Em razão de algumas leis municipais que, em boa hora, previram o pagamento, pela municipalidade, de profissionais médicos que realizem a chamada ligação das trompas de Falópio, popularmente conhecida como laqueadura, em mulheres carentes que já tenham outros filhos, levantou-se a posição equivocada e preconceituosa de alguns Conselhos Regionais de Medicina, no sentido de que referida operação cirúrgica configuraria o crime de lesões corporais dolosas, previsto no artigo 129 do Código Penal, especificamente como lesão gravíssima, prevista no § 2º, inciso III, do citado artigo, pela perda da função procriadora da mulher. Claro está que, para quem pensa assim, e pelos mesmos motivos, também a vasectomia será crime, já aí pela perda da função procriadora do homem.

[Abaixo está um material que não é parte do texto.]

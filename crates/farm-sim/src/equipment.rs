//! Equipment generator.

use chrono::{DateTime, Duration, Utc};
use farm_core::profiles::equipment_models;
use farm_core::{Equipment, EquipmentStatus, EquipmentType, Location};
use rand::Rng;
use rust_decimal::Decimal;

use crate::{pick, random_id, round_to};

/// Status weights, cumulative in this order.
pub const STATUS_WEIGHTS: [(EquipmentStatus, f64); 4] = [
    (EquipmentStatus::Operational, 0.70),
    (EquipmentStatus::Maintenance, 0.15),
    (EquipmentStatus::Idle, 0.10),
    (EquipmentStatus::Repair, 0.05),
];

/// Map a uniform roll in `[0, 1)` onto [`STATUS_WEIGHTS`].
pub fn status_for_roll(roll: f64) -> EquipmentStatus {
    let mut cumulative = 0.0;
    for (status, weight) in STATUS_WEIGHTS {
        cumulative += weight;
        if roll < cumulative {
            return status;
        }
    }
    EquipmentStatus::Repair
}

pub fn random_type<R: Rng + ?Sized>(rng: &mut R) -> EquipmentType {
    pick(rng, &EquipmentType::ALL)
}

pub fn generate<R: Rng + ?Sized>(
    rng: &mut R,
    equipment_type: EquipmentType,
    plot_location: &Location,
    now: DateTime<Utc>,
) -> Equipment {
    let name = pick(rng, equipment_models(equipment_type));
    let status = status_for_roll(rng.gen::<f64>());

    let mut hours = rng.gen_range(100.0..=3000.0);
    if status == EquipmentStatus::Repair {
        hours += rng.gen_range(500.0..=1000.0);
    }
    let model = format!("{}-{}", rng.gen_range(2020..=2023), rng.gen_range(100..=999));
    let location = Location::new(
        plot_location.lat + rng.gen_range(-0.002..=0.002),
        plot_location.lng + rng.gen_range(-0.002..=0.002),
    );
    let last_maintenance = now - Duration::days(rng.gen_range(1..=90));
    let next_maintenance = now + Duration::days(rng.gen_range(30..=180));
    let fuel_level = if equipment_type.uses_fuel() {
        Some(rng.gen_range(20..=100))
    } else {
        None
    };

    Equipment {
        id: random_id(rng),
        name: name.to_string(),
        equipment_type,
        model,
        status,
        location,
        operational_hours: round_to(hours, 1),
        last_maintenance,
        next_maintenance,
        fuel_level,
        efficiency: round_to(rng.gen_range(75.0..=98.0), 1),
        cost_per_hour: Decimal::new(rng.gen_range(5_000..=20_000), 2),
    }
}

#[cfg(test)]
mod tests {
    use super::*;
    use proptest::prelude::*;
    use rand::SeedableRng;
    use rand_chacha::ChaCha8Rng;

    #[test]
    fn roll_boundaries() {
        assert_eq!(status_for_roll(0.0), EquipmentStatus::Operational);
        assert_eq!(status_for_roll(0.69), EquipmentStatus::Operational);
        assert_eq!(status_for_roll(0.70), EquipmentStatus::Maintenance);
        assert_eq!(status_for_roll(0.90), EquipmentStatus::Idle);
        assert_eq!(status_for_roll(0.96), EquipmentStatus::Repair);
        assert_eq!(status_for_roll(0.999_999), EquipmentStatus::Repair);
    }

    #[test]
    fn weights_sum_to_one() {
        let total: f64 = STATUS_WEIGHTS.iter().map(|(_, w)| w).sum();
        assert!((total - 1.0).abs() < 1e-12);
    }

    #[test]
    fn status_distribution_is_roughly_weighted() {
        let mut rng = ChaCha8Rng::seed_from_u64(21);
        let loc = Location::new(2.0, 102.0);
        let now = Utc::now();
        let n = 4_000;
        let operational = (0..n)
            .filter(|_| {
                generate(&mut rng, EquipmentType::Drone, &loc, now).status
                    == EquipmentStatus::Operational
            })
            .count();
        let share = operational as f64 / n as f64;
        assert!((0.65..0.75).contains(&share), "operational share {share}");
    }

    proptest! {
        #[test]
        fn equipment_fields_in_range(seed in any::<u64>(), t in 0usize..5) {
            let mut rng = ChaCha8Rng::seed_from_u64(seed);
            let now = Utc::now();
            let kind = EquipmentType::ALL[t];
            let loc = Location::new(4.0, 101.0);
            let e = generate(&mut rng, kind, &loc, now);
            prop_assert_eq!(e.fuel_level.is_some(), kind.uses_fuel());
            if let Some(f) = e.fuel_level {
                prop_assert!((20..=100).contains(&f));
            }
            prop_assert!((75.0..=98.0).contains(&e.efficiency));
            prop_assert!(e.last_maintenance < now && e.next_maintenance > now);
            prop_assert!((e.location.lat - loc.lat).abs() <= 0.002 + 1e-12);
            prop_assert!(e.cost_per_hour >= Decimal::new(50, 0));
            prop_assert!(e.cost_per_hour <= Decimal::new(200, 0));
            let max_hours = if e.status == EquipmentStatus::Repair { 4000.0 } else { 3000.0 };
            prop_assert!(e.operational_hours >= 100.0 && e.operational_hours <= max_hours);
            prop_assert!(equipment_models(kind).contains(&e.name.as_str()));
        }
    }
}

Nada mais falso, porém. O artigo 226, § 7º, da Constituição Federal, afirma que "fundado nos princípios da dignidade da pessoa humana e a paternidade responsável, o planejamento familiar é livre decisão do casal, competindo ao Estado propiciar recursos educacionais e científicos para o exercício desse direito, vedada qualquer forma coercitiva por parte de instituições oficiais ou privadas" (grifo nosso).

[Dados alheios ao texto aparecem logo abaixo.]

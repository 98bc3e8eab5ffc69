#![deny(warnings)]

//! Flat-file JSON persistence for the simulated farm.
//!
//! Four documents live under one directory: the farm, the sensor history,
//! the alert log and the current forecast. The two logs are capped; every
//! document is replaced atomically through a temp file and a rename.

use chrono::{DateTime, Utc};
use farm_core::{Alert, Farm, ForecastDay, PlotStatus, SensorReading, SimConfig};
use serde::de::DeserializeOwned;
use serde::Serialize;
use std::io::ErrorKind;
use std::path::{Path, PathBuf};
use thiserror::Error;
use tokio::fs;
use tracing::{debug, warn};
use uuid::Uuid;

pub const FARM_FILE: &str = "farm_data.json";
pub const SENSOR_FILE: &str = "sensor_data.json";
pub const ALERTS_FILE: &str = "alerts.json";
pub const FORECAST_FILE: &str = "weather_forecast.json";

#[derive(Debug, Error)]
pub enum StoreError {
    #[error("io error on {path}: {source}")]
    Io {
        path: PathBuf,
        #[source]
        source: std::io::Error,
    },
    #[error("malformed json in {path}: {source}")]
    Json {
        path: PathBuf,
        #[source]
        source: serde_json::Error,
    },
}

pub type Result<T> = std::result::Result<T, StoreError>;

fn io_err(path: &Path) -> impl FnOnce(std::io::Error) -> StoreError + '_ {
    move |source| StoreError::Io {
        path: path.to_path_buf(),
        source,
    }
}

/// Caps on the two append-only logs.
#[derive(Clone, Copy, Debug, PartialEq, Eq)]
pub struct Retention {
    pub sensors: usize,
    pub alerts: usize,
}

impl Default for Retention {
    fn default() -> Self {
        Self {
            sensors: 1000,
            alerts: 100,
        }
    }
}

impl From<&SimConfig> for Retention {
    fn from(cfg: &SimConfig) -> Self {
        Self {
            sensors: cfg.sensor_retention,
            alerts: cfg.alert_retention,
        }
    }
}

/// Keep only the newest `cap` items.
fn truncate_front<T>(items: &mut Vec<T>, cap: usize) {
    if items.len() > cap {
        items.drain(..items.len() - cap);
    }
}

#[derive(Clone, Debug)]
pub struct FarmStore {
    dir: PathBuf,
    retention: Retention,
}

impl FarmStore {
    /// Open a store rooted at `dir`, creating the directory if needed.
    pub async fn open(dir: impl Into<PathBuf>, retention: Retention) -> Result<Self> {
        let dir = dir.into();
        fs::create_dir_all(&dir).await.map_err(io_err(&dir))?;
        debug!(dir = %dir.display(), "opened farm store");
        Ok(Self { dir, retention })
    }

    pub fn dir(&self) -> &Path {
        &self.dir
    }

    pub fn retention(&self) -> Retention {
        self.retention
    }

    fn path(&self, file: &str) -> PathBuf {
        self.dir.join(file)
    }

    async fn write_json<T: Serialize + ?Sized>(&self, file: &str, value: &T) -> Result<()> {
        let path = self.path(file);
        let body = serde_json::to_vec_pretty(value).map_err(|source| StoreError::Json {
            path: path.clone(),
            source,
        })?;
        let tmp = path.with_extension("json.tmp");
        fs::write(&tmp, body).await.map_err(io_err(&tmp))?;
        fs::rename(&tmp, &path).await.map_err(io_err(&path))?;
        Ok(())
    }

    /// Read a document; `Ok(None)` when the file does not exist.
    async fn read_json<T: DeserializeOwned>(&self, file: &str) -> Result<Option<T>> {
        let path = self.path(file);
        let bytes = match fs::read(&path).await {
            Ok(b) => b,
            Err(e) if e.kind() == ErrorKind::NotFound => return Ok(None),
            Err(e) => return Err(io_err(&path)(e)),
        };
        serde_json::from_slice(&bytes)
            .map(Some)
            .map_err(|source| StoreError::Json { path, source })
    }

    /// Read a collection, treating a missing or corrupt file as empty.
    async fn read_collection<T: DeserializeOwned>(&self, file: &str) -> Result<Vec<T>> {
        match self.read_json(file).await {
            Ok(v) => Ok(v.unwrap_or_default()),
            Err(StoreError::Json { path, source }) => {
                warn!(path = %path.display(), error = %source, "corrupt collection, reading as empty");
                Ok(Vec::new())
            }
            Err(e) => Err(e),
        }
    }

    pub async fn load_farm(&self) -> Result<Option<Farm>> {
        self.read_json(FARM_FILE).await
    }

    pub async fn save_farm(&self, farm: &Farm) -> Result<()> {
        self.write_json(FARM_FILE, farm).await
    }

    /// The newest `limit` readings, oldest first, optionally for one sensor.
    pub async fn sensor_readings(
        &self,
        sensor_id: Option<Uuid>,
        limit: usize,
    ) -> Result<Vec<SensorReading>> {
        let mut readings: Vec<SensorReading> = self.read_collection(SENSOR_FILE).await?;
        if let Some(id) = sensor_id {
            readings.retain(|r| r.sensor_id == id);
        }
        truncate_front(&mut readings, limit);
        Ok(readings)
    }

    /// Append readings, dropping the oldest beyond the sensor cap.
    pub async fn append_readings(&self, new: &[SensorReading]) -> Result<usize> {
        let mut readings: Vec<SensorReading> = self.read_collection(SENSOR_FILE).await?;
        readings.extend_from_slice(new);
        truncate_front(&mut readings, self.retention.sensors);
        self.write_json(SENSOR_FILE, &readings).await?;
        Ok(readings.len())
    }

    /// The full alert log, oldest first.
    pub async fn alerts(&self) -> Result<Vec<Alert>> {
        self.read_collection(ALERTS_FILE).await
    }

    /// Append alerts, dropping the oldest beyond the alert cap.
    pub async fn append_alerts(&self, new: &[Alert]) -> Result<usize> {
        let mut alerts: Vec<Alert> = self.read_collection(ALERTS_FILE).await?;
        alerts.extend_from_slice(new);
        truncate_front(&mut alerts, self.retention.alerts);
        self.write_json(ALERTS_FILE, &alerts).await?;
        Ok(alerts.len())
    }

    /// Replace the alert log wholesale, still honouring the cap.
    pub async fn replace_alerts(&self, alerts: &[Alert]) -> Result<()> {
        let keep = &alerts[alerts.len().saturating_sub(self.retention.alerts)..];
        self.write_json(ALERTS_FILE, keep).await
    }

    /// Replace the sensor history wholesale, still honouring the cap.
    pub async fn replace_readings(&self, readings: &[SensorReading]) -> Result<()> {
        let keep = &readings[readings.len().saturating_sub(self.retention.sensors)..];
        self.write_json(SENSOR_FILE, keep).await
    }

    pub async fn forecast(&self) -> Result<Vec<ForecastDay>> {
        self.read_collection(FORECAST_FILE).await
    }

    pub async fn save_forecast(&self, forecast: &[ForecastDay]) -> Result<()> {
        self.write_json(FORECAST_FILE, forecast).await
    }

    /// Set a plot's status. `Ok(false)` when there is no farm or no such plot.
    pub async fn update_plot_status(
        &self,
        plot_id: Uuid,
        status: PlotStatus,
        now: DateTime<Utc>,
    ) -> Result<bool> {
        let Some(mut farm) = self.load_farm().await? else {
            return Ok(false);
        };
        let Some(plot) = farm.plot_mut(plot_id) else {
            return Ok(false);
        };
        plot.status = status;
        plot.last_updated = now;
        self.save_farm(&farm).await?;
        Ok(true)
    }

    /// Flip a plot's irrigation and return the new state.
    pub async fn toggle_irrigation(&self, plot_id: Uuid, now: DateTime<Utc>) -> Result<Option<bool>> {
        let Some(mut farm) = self.load_farm().await? else {
            return Ok(None);
        };
        let Some(plot) = farm.plot_mut(plot_id) else {
            return Ok(None);
        };
        plot.irrigation_status = !plot.irrigation_status;
        plot.last_updated = now;
        let state = plot.irrigation_status;
        self.save_farm(&farm).await?;
        Ok(Some(state))
    }
}

#[cfg(test)]
mod tests {
    use super::*;
    use rand::SeedableRng;
    use rand_chacha::ChaCha8Rng;

    async fn store(dir: &Path, retention: Retention) -> FarmStore {
        FarmStore::open(dir.join("data"), retention).await.unwrap()
    }

    fn sample_farm(seed: u64) -> Farm {
        let mut rng = ChaCha8Rng::seed_from_u64(seed);
        farm_sim::farm::generate(&mut rng, None, Utc::now())
    }

    #[tokio::test]
    async fn empty_store_reads_as_empty() {
        let tmp = tempfile::tempdir().unwrap();
        let s = store(tmp.path(), Retention::default()).await;
        assert!(s.load_farm().await.unwrap().is_none());
        assert!(s.sensor_readings(None, 100).await.unwrap().is_empty());
        assert!(s.alerts().await.unwrap().is_empty());
        assert!(s.forecast().await.unwrap().is_empty());
    }

    #[tokio::test]
    async fn farm_roundtrip_and_plot_mutations() {
        let tmp = tempfile::tempdir().unwrap();
        let s = store(tmp.path(), Retention::default()).await;
        let farm = sample_farm(3);
        s.save_farm(&farm).await.unwrap();
        assert_eq!(s.load_farm().await.unwrap().as_ref(), Some(&farm));

        let plot = &farm.plots[0];
        let later = Utc::now() + chrono::Duration::minutes(5);
        assert!(s
            .update_plot_status(plot.id, PlotStatus::Harvesting, later)
            .await
            .unwrap());
        let toggled = s.toggle_irrigation(plot.id, later).await.unwrap();
        assert_eq!(toggled, Some(!plot.irrigation_status));

        let stored = s.load_farm().await.unwrap().unwrap();
        let p = stored.plot(plot.id).unwrap();
        assert_eq!(p.status, PlotStatus::Harvesting);
        assert_eq!(p.last_updated, later);
        assert_eq!(p.irrigation_status, !plot.irrigation_status);

        let missing = Uuid::from_u128(404);
        assert!(!s.update_plot_status(missing, PlotStatus::Idle, later).await.unwrap());
        assert_eq!(s.toggle_irrigation(missing, later).await.unwrap(), None);
        assert!(!tmp.path().join("data").join("farm_data.json.tmp").exists());
    }

    #[tokio::test]
    async fn readings_are_capped_oldest_first() {
        let tmp = tempfile::tempdir().unwrap();
        let s = store(
            tmp.path(),
            Retention {
                sensors: 10,
                alerts: 5,
            },
        )
        .await;
        let farm = sample_farm(4);
        let mut rng = ChaCha8Rng::seed_from_u64(4);
        let history = farm_sim::sensor::farm_history(&mut rng, &farm, Utc::now(), 2, 6);
        assert!(history.len() > 10);

        let kept = s.append_readings(&history).await.unwrap();
        assert_eq!(kept, 10);
        let stored = s.sensor_readings(None, 1000).await.unwrap();
        assert_eq!(stored, history[history.len() - 10..].to_vec());

        let last = stored.last().unwrap().sensor_id;
        let mine = s.sensor_readings(Some(last), 2).await.unwrap();
        assert!(!mine.is_empty() && mine.len() <= 2);
        assert!(mine.iter().all(|r| r.sensor_id == last));
    }

    #[tokio::test]
    async fn alerts_are_capped() {
        let tmp = tempfile::tempdir().unwrap();
        let s = store(
            tmp.path(),
            Retention {
                sensors: 10,
                alerts: 3,
            },
        )
        .await;
        let farm = sample_farm(5);
        let mut fleet: Vec<_> = farm.equipment().cloned().collect();
        for e in &mut fleet {
            e.efficiency = 50.0;
        }
        let now = Utc::now();
        let mut all = Vec::new();
        for i in 0..3 {
            let batch = farm_sim::alerts::derive(&fleet, now + chrono::Duration::seconds(i));
            s.append_alerts(&batch).await.unwrap();
            all.extend(batch);
        }
        let stored = s.alerts().await.unwrap();
        assert_eq!(stored, all[all.len() - 3..].to_vec());
    }

    #[tokio::test]
    async fn corrupt_collection_reads_empty_but_corrupt_farm_errors() {
        let tmp = tempfile::tempdir().unwrap();
        let s = store(tmp.path(), Retention::default()).await;
        tokio::fs::write(s.dir().join(SENSOR_FILE), b"{not json").await.unwrap();
        tokio::fs::write(s.dir().join(FARM_FILE), b"[1, 2").await.unwrap();
        assert!(s.sensor_readings(None, 10).await.unwrap().is_empty());
        assert!(matches!(s.load_farm().await, Err(StoreError::Json { .. })));
    }

    #[tokio::test]
    async fn forecast_roundtrip() {
        let tmp = tempfile::tempdir().unwrap();
        let s = store(tmp.path(), Retention::default()).await;
        let mut rng = ChaCha8Rng::seed_from_u64(6);
        let farm = sample_farm(6);
        let f = farm_sim::forecast::generate(&mut rng, &farm.coordinates, 7, Utc::now());
        s.save_forecast(&f).await.unwrap();
        assert_eq!(s.forecast().await.unwrap(), f);
    }
}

Ora, a não ser que se considere como letra morta o dispositivo constitucional retro, tem-se que a decisão da mulher, ou do homem, de se esterilizar cirurgicamente, para evitar filhos que não terá meios para criar com dignidade, insere-se perfeitamente no conceito de planejamento familiar, e a contracepção por meio cirúrgico é um recurso científico comum e ao alcance do casal, tanto quanto as pílulas anticoncepcionais ou a camisinha.
O que não se pode admitir é que a laqueadura, ou a vasectomia, sejam feitas sem o consentimento do paciente, pois é a própria Constituição que veda "qualquer forma coercitiva" de planejamento familiar. Se, porém, houver o consentimento do paciente, a hipótese não difere, substancialmente, de se permitir o corte das unhas ou dos cabelos (os quais, se feitos à força, também configuram crime de lesões corporais), ou mesmo a extração de um rim para efeito de transplante, nas hipótese reguladas pela Lei nº 8.489/92, mesmo porque a integridade física do indivíduo é direito disponível em inúmeras circunstâncias, sendo de toda justiça que o seja para efeito de se planejar uma vida digna, sem os atropelos e o desespero gerados pela miséria econômica, agravada pelo número excessivo de filhos não desejados.
É preciso dar um basta na hipocrisia social, que privilegia o atendimento cirúrgico de quem pode pagar por essa cirurgia, extremamente comum e freqüente, para permitir que também os desvalidos possam utilizar-se desse recurso científico, cujo acesso cabe ao Estado garantir, acima de dogmatismos de toda espécie que cercam a análise da matéria.
Cláudio Antônio Soares Levada
LEVADA, Cláudio Antônio Soares. Laqueadura não é crime. Boletim IBCCRIM. São Paulo, n.31, p. 08, jul. 1995.